> _Instructions for the task_: The only acceptable reply is the number of lines in the material below that hold "String".

• • • • • • •

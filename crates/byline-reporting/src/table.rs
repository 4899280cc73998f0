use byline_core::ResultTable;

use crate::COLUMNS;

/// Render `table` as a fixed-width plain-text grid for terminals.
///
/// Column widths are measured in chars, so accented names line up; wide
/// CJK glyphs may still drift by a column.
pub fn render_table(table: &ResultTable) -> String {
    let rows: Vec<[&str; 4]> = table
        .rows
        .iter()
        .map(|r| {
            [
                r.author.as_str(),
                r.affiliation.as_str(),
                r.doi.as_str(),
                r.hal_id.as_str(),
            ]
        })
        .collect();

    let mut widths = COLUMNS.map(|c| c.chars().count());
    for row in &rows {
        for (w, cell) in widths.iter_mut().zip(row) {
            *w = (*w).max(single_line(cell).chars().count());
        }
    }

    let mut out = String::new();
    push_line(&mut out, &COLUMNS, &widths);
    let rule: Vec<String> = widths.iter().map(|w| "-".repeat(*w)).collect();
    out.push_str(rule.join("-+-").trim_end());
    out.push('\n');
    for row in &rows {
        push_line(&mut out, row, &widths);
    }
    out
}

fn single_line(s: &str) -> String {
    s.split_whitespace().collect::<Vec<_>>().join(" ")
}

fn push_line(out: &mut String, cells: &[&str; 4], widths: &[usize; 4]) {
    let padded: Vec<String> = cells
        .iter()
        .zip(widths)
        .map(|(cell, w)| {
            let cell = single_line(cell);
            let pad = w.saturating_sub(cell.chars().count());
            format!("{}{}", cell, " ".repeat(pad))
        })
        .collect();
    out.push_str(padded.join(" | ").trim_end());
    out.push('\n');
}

• • • • • • •

> _Output for this task_: 6